(Collected data entries)
- - - -

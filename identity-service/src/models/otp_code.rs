//! OTP code model - email-ownership verification codes.

use chrono::{DateTime, Duration, Utc};
use sqlx::FromRow;
use uuid::Uuid;

/// OTP entity, keyed by (project, email). Only the SHA-256 hex digest of the
/// delivered digits is stored.
#[derive(Debug, Clone, FromRow)]
pub struct OtpCode {
    pub otp_id: Uuid,
    pub project_id: Uuid,
    pub email: String,
    pub code_hash: String,
    pub expiry_utc: DateTime<Utc>,
    pub consumed_utc: Option<DateTime<Utc>>,
    pub attempt_count: i32,
    pub created_utc: DateTime<Utc>,
}

impl OtpCode {
    pub fn new(project_id: Uuid, email: String, code_hash: String, expiry_seconds: i64) -> Self {
        Self {
            otp_id: Uuid::new_v4(),
            project_id,
            email,
            code_hash,
            expiry_utc: Utc::now() + Duration::seconds(expiry_seconds),
            consumed_utc: None,
            attempt_count: 0,
            created_utc: Utc::now(),
        }
    }

    pub fn is_expired(&self) -> bool {
        Utc::now() > self.expiry_utc
    }

    pub fn is_consumed(&self) -> bool {
        self.consumed_utc.is_some()
    }

    pub fn attempts_exhausted(&self, max_attempts: i32) -> bool {
        self.attempt_count >= max_attempts
    }

    /// Usable for one more verification attempt.
    pub fn is_active(&self, max_attempts: i32) -> bool {
        !self.is_expired() && !self.is_consumed() && !self.attempts_exhausted(max_attempts)
    }
}
use crate::services::metrics::{HTTP_REQUESTS_TOTAL, HTTP_REQUEST_DURATION_SECONDS};
use axum::{extract::Request, middleware::Next, response::Response};
use std::time::Instant;

pub async fn metrics_middleware(req: Request, next: Next) -> Response {
    let start = Instant::now();
    let method = req.method().to_string();
    let path = req.uri().path().to_string();

    let response = next.run(req).await;

    let duration = start.elapsed().as_secs_f64();
    let status = response.status().as_u16().to_string();

    if let Some(counter) = HTTP_REQUESTS_TOTAL.get() {
        counter.with_label_values(&[&method, &path, &status]).inc();
    }

    if let Some(histogram) = HTTP_REQUEST_DURATION_SECONDS.get() {
        histogram
            .with_label_values(&[&method, &path, &status])
            .observe(duration);
    }

    response
}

- - - -

### Exercise directions
Copy the line containing "if let Some(histogram)" and every line after it, through the last line of the records. Include nothing else.

### Finished task
    if let Some(histogram) = HTTP_REQUEST_DURATION_SECONDS.get() {
        histogram
            .with_label_values(&[&method, &path, &status])
            .observe(duration);
    }

    response
}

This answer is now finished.